### WHAT YOU ARE ASKED TO DO
Identify all lines below that hold "awaiting" and collect them.

### THE DATA
··········

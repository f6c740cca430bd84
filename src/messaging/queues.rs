//! # Queue Topology
//!
//! Names and roles of every queue the pipeline touches. The three retry
//! tiers have no per-queue TTL; the tier delay is applied broker-side at
//! publish time (delayed send), so an enqueued envelope stays invisible
//! until its tier delay elapses and the DLX re-entry consumer picks it up.

/// Discovered-URL messages awaiting dedup/batch insert
pub const FRONTIER_QUEUE: &str = "frontier_queue";

/// URLs ready to be scraped
pub const WORK_QUEUE: &str = "work_queue";

/// Extracted records awaiting batch upsert
pub const RESULT_QUEUE: &str = "result_queue";

/// First retry tier (5 minute delay)
pub const RETRY_TIER_A: &str = "retry_tier_a";

/// Second retry tier (10 minute delay)
pub const RETRY_TIER_B: &str = "retry_tier_b";

/// Third retry tier (15 minute delay)
pub const RETRY_TIER_C: &str = "retry_tier_c";

/// Terminal sink for URLs that exhausted the ladder; durable, never
/// consumed by this subsystem, kept for operator inspection
pub const RETRY_TERMINAL: &str = "retry_terminal";

/// The three delay tiers, in escalation order
pub const RETRY_TIERS: [&str; 3] = [RETRY_TIER_A, RETRY_TIER_B, RETRY_TIER_C];

/// Every queue the pipeline declares at startup
pub const ALL_QUEUES: [&str; 7] = [
    FRONTIER_QUEUE,
    WORK_QUEUE,
    RESULT_QUEUE,
    RETRY_TIER_A,
    RETRY_TIER_B,
    RETRY_TIER_C,
    RETRY_TERMINAL,
];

··········

### RESULT BELOW
/// Discovered-URL messages awaiting dedup/batch insert
/// Extracted records awaiting batch upsert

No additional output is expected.